Over the years I have found that many folks don’t understand the difference between deficits and the debt, and friends have encouraged me to write about it. I hope you will not stop reading at this point because you think this is going to be way too complicated or boring. The truth is this is not hard to understand and I’m fairly confident you’ll be glad you stuck with it and read the whole article.

For our purposes let’s talk about our national debt and deficits since that’s what most of us are concerned about and what newscasters and columnists write about. Simply put, the national debt is the amount of money that is owed by the government to whomever for products and services the government purchased but has not yet paid for. The government can and does owe money to contractors like painters and builders. It buys from manufacturers of hammers, desks and paper, etc., etc. etc. and some of what it spends is on credit. The amount they put on credit in any given year is called the deficit. That is deficit spending not unlike us taking out a loan for a car or a house. That is also deficit spending. The amount that we owe in total from all the years of deficit spending is called the debt.

I know this sounds pretty scary but it is the way our government has always worked. Often times we engage in deficit spending to drive our economy forward. In the 1980s, President Ronald Reagan ran the largest deficits and created the largest debt that our country had ever known up to that point. As a result our economy grew rapidly and many of us only remember the positives of that time.

Remember it is the spending of money that moves an economy forward. When the citizens are spending less, then the government must spend more or the economy recedes or shrinks. That’s called a recession. And if the recession gets bad enough, it is called a depression, like we had in the 1930s. The reason we had the Great Depression was that President Herbert Hoover refused to increase government spending when the people had pulled way back as a result of the stock market crash in 1929. The economy was so bad back then that average people were doing very desperate things. For example, my grandfather was selling apples on the street for a few pennies just to try to feed his family. There were no food stamps, no government programs to keep folks from starving or becoming homeless.

Now, I don’t want to sound as if I am a proponent of perpetual deficit spending.
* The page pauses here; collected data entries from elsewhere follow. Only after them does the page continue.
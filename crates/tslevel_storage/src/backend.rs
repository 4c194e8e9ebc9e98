//! Append-only log backend trait.

use crate::error::StorageResult;

/// An append-only byte log.
///
/// Tombstone files and the compaction log are both append-only records
/// that are read back in full and then discarded as a whole. This trait
/// captures exactly that lifecycle; it does not interpret the bytes.
///
/// # Invariants
///
/// - `append` returns the offset where data was written
/// - `read_all` returns every byte appended so far, in order
/// - `sync` makes all appended bytes durable
/// - after `remove`, `exists` is false and `read_all` is empty
pub trait LogBackend: Send + Sync {
    /// Reads the whole log.
    ///
    /// # Errors
    ///
    /// Returns an error if an I/O error occurs.
    fn read_all(&self) -> StorageResult<Vec<u8>>;

    /// Appends data to the end of the log, creating it if needed.
    ///
    /// Returns the offset where the data was written.
    ///
    /// # Errors
    ///
    /// Returns an error if an I/O error occurs.
    fn append(&mut self, data: &[u8]) -> StorageResult<u64>;

    /// Syncs all appended data to durable storage.
    ///
    /// # Errors
    ///
    /// Returns an error if the sync fails.
    fn sync(&mut self) -> StorageResult<()>;

    /// Returns the current length of the log in bytes.
    ///
    /// # Errors
    ///
    /// Returns an error if the size cannot be determined.
    fn size(&self) -> StorageResult<u64>;

    /// Returns whether the log currently exists.
    fn exists(&self) -> bool;

    /// Deletes the log. Removing a log that does not exist is not an error.
    ///
    /// # Errors
    ///
    /// Returns an error if the underlying file cannot be deleted.
    fn remove(&mut self) -> StorageResult<()>;
}
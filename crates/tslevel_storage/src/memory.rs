//! In-memory append log for testing.

use crate::backend::LogBackend;
use crate::error::StorageResult;
use parking_lot::RwLock;
use std::sync::Arc;

/// An in-memory [`LogBackend`].
///
/// Clones share the same buffer, so a test can keep one handle to inspect
/// what another component wrote, or pre-seed a log with bytes to simulate
/// a crash that left a partially written record behind.
///
/// # Example
///
/// ```rust
/// use tslevel_storage::{LogBackend, MemoryLog};
///
/// let mut log = MemoryLog::new();
/// let view = log.clone();
/// log.append(b"abc").unwrap();
/// assert_eq!(view.read_all().unwrap(), b"abc");
/// ```
#[derive(Debug, Clone, Default)]
pub struct MemoryLog {
    data: Arc<RwLock<Option<Vec<u8>>>>,
}

impl MemoryLog {
    /// Creates a new log that does not exist yet.
    #[must_use]
    pub fn new() -> Self {
        Self::default()
    }

    /// Creates a log holding pre-existing bytes.
    #[must_use]
    pub fn with_data(data: Vec<u8>) -> Self {
        Self {
            data: Arc::new(RwLock::new(Some(data))),
        }
    }

    /// Replaces the log contents, e.g. to truncate a record mid-way.
    pub fn set_data(&self, data: Vec<u8>) {
        *self.data.write() = Some(data);
    }
}

impl LogBackend for MemoryLog {
    fn read_all(&self) -> StorageResult<Vec<u8>> {
        Ok(self.data.read().clone().unwrap_or_default())
    }

    fn append(&mut self, data: &[u8]) -> StorageResult<u64> {
        let mut guard = self.data.write();
        let buf = guard.get_or_insert_with(Vec::new);
        let offset = buf.len() as u64;
        buf.extend_from_slice(data);
        Ok(offset)
    }

    fn sync(&mut self) -> StorageResult<()> {
        Ok(())
    }

    fn size(&self) -> StorageResult<u64> {
        Ok(self.data.read().as_ref().map_or(0, |d| d.len() as u64))
    }

    fn exists(&self) -> bool {
        self.data.read().is_some()
    }

    fn remove(&mut self) -> StorageResult<()> {
        *self.data.write() = None;
        Ok(())
    }
}
//! Compaction: merge writing, tombstone carry-over, the compaction log,
//! recovery and the cycle orchestrator.

mod log;
mod manager;
mod merge;
mod recovery;
mod tombstone;

pub use log::{
    decode_records, CompactionLogAnalyzer, CompactionLogSummary, CompactionLogger, LogRecord,
    LogRecordType, COMPACTION_LOG_SUFFIX, LOG_MAGIC,
};
pub use manager::{CancelHandle, CompactionManager, CycleOutcome};
pub use merge::LocalFileMerger;
pub use recovery::{RecoveryController, RecoveryReport};
pub use tombstone::{carry_modifications, remove_source_modifications};

use crate::naming::deleted_path;
use std::fs;
use std::io;
use std::path::{Path, PathBuf};
use std::time::{SystemTime, UNIX_EPOCH};

/// Renames a data file to its mark-deleted name and returns the new path.
pub(crate) fn rename_to_deleted(path: &Path) -> io::Result<PathBuf> {
    let millis = SystemTime::now()
        .duration_since(UNIX_EPOCH)
        .map(|d| d.as_millis())
        .unwrap_or_default();
    let renamed = deleted_path(path, millis);
    fs::rename(path, &renamed)?;
    Ok(renamed)
}
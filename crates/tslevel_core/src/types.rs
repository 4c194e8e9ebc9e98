//! Core type definitions.

use std::fmt;

/// Identifier of a time partition.
///
/// A partition is a coarse bucket of a contiguous time range; every data
/// file belongs to exactly one.
#[derive(Debug, Clone, Copy, PartialEq, Eq, PartialOrd, Ord, Hash)]
pub struct PartitionId(pub i64);

impl PartitionId {
    /// Creates a new partition ID.
    #[must_use]
    pub const fn new(id: i64) -> Self {
        Self(id)
    }

    /// Returns the raw ID value.
    #[must_use]
    pub const fn as_i64(self) -> i64 {
        self.0
    }
}

impl fmt::Display for PartitionId {
    fn fmt(&self, f: &mut fmt::Formatter<'_>) -> fmt::Result {
        write!(f, "partition:{}", self.0)
    }
}

/// Inclusive range of timestamps covered by a data file.
#[derive(Debug, Clone, Copy, PartialEq, Eq, Hash)]
pub struct TimeRange {
    /// First timestamp.
    pub start: i64,
    /// Last timestamp.
    pub end: i64,
}

impl TimeRange {
    /// Creates a range, swapping the bounds if given in reverse.
    #[must_use]
    pub const fn new(start: i64, end: i64) -> Self {
        if start <= end {
            Self { start, end }
        } else {
            Self {
                start: end,
                end: start,
            }
        }
    }

    /// Returns true if the two ranges share at least one timestamp.
    #[must_use]
    pub const fn overlaps(&self, other: &Self) -> bool {
        self.start <= other.end && other.start <= self.end
    }
}

impl fmt::Display for TimeRange {
    fn fmt(&self, f: &mut fmt::Formatter<'_>) -> fmt::Result {
        write!(f, "[{}, {}]", self.start, self.end)
    }
}
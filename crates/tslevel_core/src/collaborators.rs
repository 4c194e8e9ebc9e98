//! Services the compaction manager calls out to.
//!
//! Each trait has a local implementation over `tslevel_storage`. Tests swap
//! in recording or failing versions.

use crate::compaction::LocalFileMerger;
use crate::error::CoreResult;
use crate::resource::FileResource;
use std::path::Path;
use std::sync::Arc;
use tslevel_storage::{MetadataCache, Modification, ModificationFile, ReaderPool};

/// Access to per-file tombstones.
pub trait ModificationStore: Send + Sync {
    /// Reads every modification recorded against `data_path`.
    ///
    /// # Errors
    ///
    /// Returns an error if the modification file cannot be read.
    fn read(&self, data_path: &Path) -> CoreResult<Vec<Modification>>;

    /// Appends one modification to `data_path`'s modification file.
    ///
    /// # Errors
    ///
    /// Returns an error if the write fails.
    fn append(&self, data_path: &Path, modification: &Modification) -> CoreResult<()>;

    /// Removes `data_path`'s modification file. Missing files are fine.
    ///
    /// # Errors
    ///
    /// Returns an error if the file exists and cannot be removed.
    fn remove(&self, data_path: &Path) -> CoreResult<()>;
}

/// Query-side cache keyed by data file path.
pub trait CacheInvalidator: Send + Sync {
    /// Drops anything cached for `path`. Safe on unknown paths.
    fn invalidate_path(&self, path: &Path);
}

/// Owner of open data file readers.
pub trait ReaderManager: Send + Sync {
    /// Closes and forgets the reader for `path`, if any.
    fn close_and_evict(&self, path: &Path);
}

/// What a merge produced.
#[derive(Debug, Clone, Default)]
pub struct MergeOutput {
    /// Sealed output files, primary target first.
    pub targets: Vec<Arc<FileResource>>,
    /// Modifications already applied to the merged data.
    pub applied: Vec<Modification>,
}

/// Input of one merge.
#[derive(Debug, Clone, Copy)]
pub struct MergeRequest<'a> {
    /// Path of the primary target.
    pub target: &'a Path,
    /// Sources in merge order; later sources win on duplicate points.
    pub sources: &'a [Arc<FileResource>],
    /// Modifications of each source, parallel to `sources`.
    pub modifications: &'a [Vec<Modification>],
    /// Size at which an output is cut and the next one started.
    pub target_file_size: u64,
}

/// Writes merged data files.
pub trait FileMerger: Send + Sync {
    /// Merges `request.sources` into one or more new files.
    ///
    /// # Errors
    ///
    /// Returns an error if any source cannot be read or an output cannot
    /// be written. Outputs already written are left for recovery to remove.
    fn merge(&self, request: &MergeRequest<'_>) -> CoreResult<MergeOutput>;
}

/// [`ModificationStore`] over `.mods` files next to each data file.
#[derive(Debug, Default, Clone, Copy)]
pub struct FileModificationStore;

impl ModificationStore for FileModificationStore {
    fn read(&self, data_path: &Path) -> CoreResult<Vec<Modification>> {
        Ok(ModificationFile::for_data_file(data_path).read_all()?)
    }

    fn append(&self, data_path: &Path, modification: &Modification) -> CoreResult<()> {
        let mut file = ModificationFile::for_data_file(data_path);
        file.append(modification)?;
        file.sync()?;
        Ok(())
    }

    fn remove(&self, data_path: &Path) -> CoreResult<()> {
        ModificationFile::for_data_file(data_path).remove()?;
        Ok(())
    }
}

impl CacheInvalidator for MetadataCache {
    fn invalidate_path(&self, path: &Path) {
        self.invalidate(path);
    }
}

impl ReaderManager for ReaderPool {
    fn close_and_evict(&self, path: &Path) {
        ReaderPool::close_and_evict(self, path);
    }
}

/// The set of services one compaction manager uses.
#[derive(Clone)]
pub struct Collaborators {
    /// Writes merge outputs.
    pub merger: Arc<dyn FileMerger>,
    /// Reads and writes tombstones.
    pub modifications: Arc<dyn ModificationStore>,
    /// Caches to invalidate when a file is removed.
    pub caches: Vec<Arc<dyn CacheInvalidator>>,
    /// Open readers to close when a file is removed.
    pub readers: Arc<dyn ReaderManager>,
}

impl Collaborators {
    /// Local tsfile merger and `.mods` files, with the given reader pool
    /// and header cache.
    pub fn local(readers: Arc<ReaderPool>, cache: Arc<MetadataCache>) -> Self {
        let cache: Arc<dyn CacheInvalidator> = cache;
        Self {
            merger: Arc::new(LocalFileMerger::new()),
            modifications: Arc::new(FileModificationStore),
            caches: vec![cache],
            readers,
        }
    }
}

impl std::fmt::Debug for Collaborators {
    fn fmt(&self, f: &mut std::fmt::Formatter<'_>) -> std::fmt::Result {
        f.debug_struct("Collaborators")
            .field("caches", &self.caches.len())
            .finish_non_exhaustive()
    }
}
I am not. In fact I believe that in good economic times, not only should we not deficit spend, I’m a strong advocate for paying down the debt during those times. That is exactly what we did, or at least began to do at the end of the 1990s when Bill Clinton was president. If President Bush and Congress had continued paying down the debt it might not be so high now.

One point that I am making is that we do have a choice. If we choose not to deficit spend during tough economic times like these, then we are likely to make the times far tougher. One of the reasons that the United States has fared better than most other industrialized nations during the great recession was our approach of significant deficit spending. The challenge is to make sure our leaders pay down the debt when times are good and that is up to us. We need to keep watch on our governmental officials even in good times. Nuff said.

Thanks for reading, for staying informed and engaged in our community by reading every day. Please drive safe, be kind, hug your children, shop local and have a wicked, cool, outstanding, magnificent spring week!

— Bruce M. Hardina is the Publisher of the Journal Tribune, a singer song-writer, a philosopher, a student of life and the human experience, a columnist, a loving neighbor, friend, father, son and brother. Please feel free to comment on his musings with a Letter to the Editor by emailing jtcommunity@journaltribune.com or mail a note to Journal Tribune, Attn: Editor, 457 Alfred Street Biddeford. ME 04005.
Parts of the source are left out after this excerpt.